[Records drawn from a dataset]

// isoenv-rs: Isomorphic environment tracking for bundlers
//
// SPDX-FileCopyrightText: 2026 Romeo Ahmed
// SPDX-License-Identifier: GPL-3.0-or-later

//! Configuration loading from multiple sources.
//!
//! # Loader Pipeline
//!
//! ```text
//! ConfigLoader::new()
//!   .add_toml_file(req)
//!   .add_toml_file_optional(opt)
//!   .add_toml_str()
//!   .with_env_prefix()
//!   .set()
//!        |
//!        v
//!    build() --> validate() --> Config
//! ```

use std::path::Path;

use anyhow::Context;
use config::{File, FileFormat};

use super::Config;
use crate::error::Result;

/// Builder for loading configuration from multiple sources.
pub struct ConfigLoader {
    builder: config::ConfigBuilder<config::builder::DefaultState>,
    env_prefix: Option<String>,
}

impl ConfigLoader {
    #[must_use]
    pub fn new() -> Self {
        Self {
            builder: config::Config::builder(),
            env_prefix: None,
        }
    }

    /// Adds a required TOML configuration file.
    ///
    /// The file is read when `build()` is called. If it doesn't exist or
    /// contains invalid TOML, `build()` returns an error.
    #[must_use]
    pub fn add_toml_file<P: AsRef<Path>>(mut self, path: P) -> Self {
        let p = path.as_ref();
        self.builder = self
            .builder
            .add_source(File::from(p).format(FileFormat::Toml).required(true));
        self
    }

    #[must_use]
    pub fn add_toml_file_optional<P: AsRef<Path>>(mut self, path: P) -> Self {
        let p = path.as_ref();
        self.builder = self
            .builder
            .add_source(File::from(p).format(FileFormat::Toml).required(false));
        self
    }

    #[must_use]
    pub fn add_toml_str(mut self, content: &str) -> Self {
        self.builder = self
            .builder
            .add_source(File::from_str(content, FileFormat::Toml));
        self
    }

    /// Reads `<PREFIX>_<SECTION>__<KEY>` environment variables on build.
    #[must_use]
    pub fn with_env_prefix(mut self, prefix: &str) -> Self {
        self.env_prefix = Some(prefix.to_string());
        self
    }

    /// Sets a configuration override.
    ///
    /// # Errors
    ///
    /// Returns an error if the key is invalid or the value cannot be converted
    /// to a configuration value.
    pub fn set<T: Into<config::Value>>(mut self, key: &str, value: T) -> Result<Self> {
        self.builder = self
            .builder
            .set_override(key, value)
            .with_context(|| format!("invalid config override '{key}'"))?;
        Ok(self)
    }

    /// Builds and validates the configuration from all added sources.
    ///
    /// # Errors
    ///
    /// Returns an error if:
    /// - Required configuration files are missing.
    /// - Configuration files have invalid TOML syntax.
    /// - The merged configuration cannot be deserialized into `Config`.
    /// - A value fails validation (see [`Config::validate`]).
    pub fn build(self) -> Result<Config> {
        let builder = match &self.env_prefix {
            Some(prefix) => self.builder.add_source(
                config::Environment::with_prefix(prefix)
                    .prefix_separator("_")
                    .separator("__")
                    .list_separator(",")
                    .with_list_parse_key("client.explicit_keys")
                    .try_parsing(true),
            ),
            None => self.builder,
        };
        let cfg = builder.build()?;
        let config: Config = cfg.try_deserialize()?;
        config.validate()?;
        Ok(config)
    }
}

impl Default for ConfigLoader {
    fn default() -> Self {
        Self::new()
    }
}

---

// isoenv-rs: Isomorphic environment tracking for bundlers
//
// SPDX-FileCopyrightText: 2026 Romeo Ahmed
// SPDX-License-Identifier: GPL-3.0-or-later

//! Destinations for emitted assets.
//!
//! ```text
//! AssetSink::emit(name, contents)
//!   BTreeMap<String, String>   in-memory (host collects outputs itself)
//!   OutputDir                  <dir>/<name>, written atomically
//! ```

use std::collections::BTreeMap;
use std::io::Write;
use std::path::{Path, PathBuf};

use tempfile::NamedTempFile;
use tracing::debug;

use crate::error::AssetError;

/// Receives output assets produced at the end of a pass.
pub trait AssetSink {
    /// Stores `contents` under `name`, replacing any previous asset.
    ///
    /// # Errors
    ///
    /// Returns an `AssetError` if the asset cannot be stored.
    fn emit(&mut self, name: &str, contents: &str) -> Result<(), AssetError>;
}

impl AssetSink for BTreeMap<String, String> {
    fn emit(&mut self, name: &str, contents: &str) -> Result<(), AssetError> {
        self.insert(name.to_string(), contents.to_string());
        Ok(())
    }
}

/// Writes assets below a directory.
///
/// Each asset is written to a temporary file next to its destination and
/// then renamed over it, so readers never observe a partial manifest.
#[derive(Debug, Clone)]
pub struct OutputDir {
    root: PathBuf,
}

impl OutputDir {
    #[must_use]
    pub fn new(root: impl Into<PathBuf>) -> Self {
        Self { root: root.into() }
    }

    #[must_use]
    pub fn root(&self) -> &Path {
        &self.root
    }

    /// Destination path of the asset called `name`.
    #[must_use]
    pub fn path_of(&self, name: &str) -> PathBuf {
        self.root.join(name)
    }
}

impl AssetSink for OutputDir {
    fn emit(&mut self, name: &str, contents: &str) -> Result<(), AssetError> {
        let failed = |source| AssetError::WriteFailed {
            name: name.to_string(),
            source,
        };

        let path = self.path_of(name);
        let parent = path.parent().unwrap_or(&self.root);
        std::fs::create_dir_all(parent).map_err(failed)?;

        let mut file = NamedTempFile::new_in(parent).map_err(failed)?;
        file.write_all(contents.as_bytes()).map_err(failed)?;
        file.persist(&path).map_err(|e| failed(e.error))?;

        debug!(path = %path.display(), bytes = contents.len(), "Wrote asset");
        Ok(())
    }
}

■ **EXERCISE INSTRUCTIONS**
In the data above, find each line that uses the string "invalid". Copy it.

■ **SOLUTION FOR THIS PROBLEM**
    /// contains invalid TOML, `build()` returns an error.
    /// Returns an error if the key is invalid or the value cannot be converted
            .with_context(|| format!("invalid config override '{key}'"))?;
    /// - Configuration files have invalid TOML syntax.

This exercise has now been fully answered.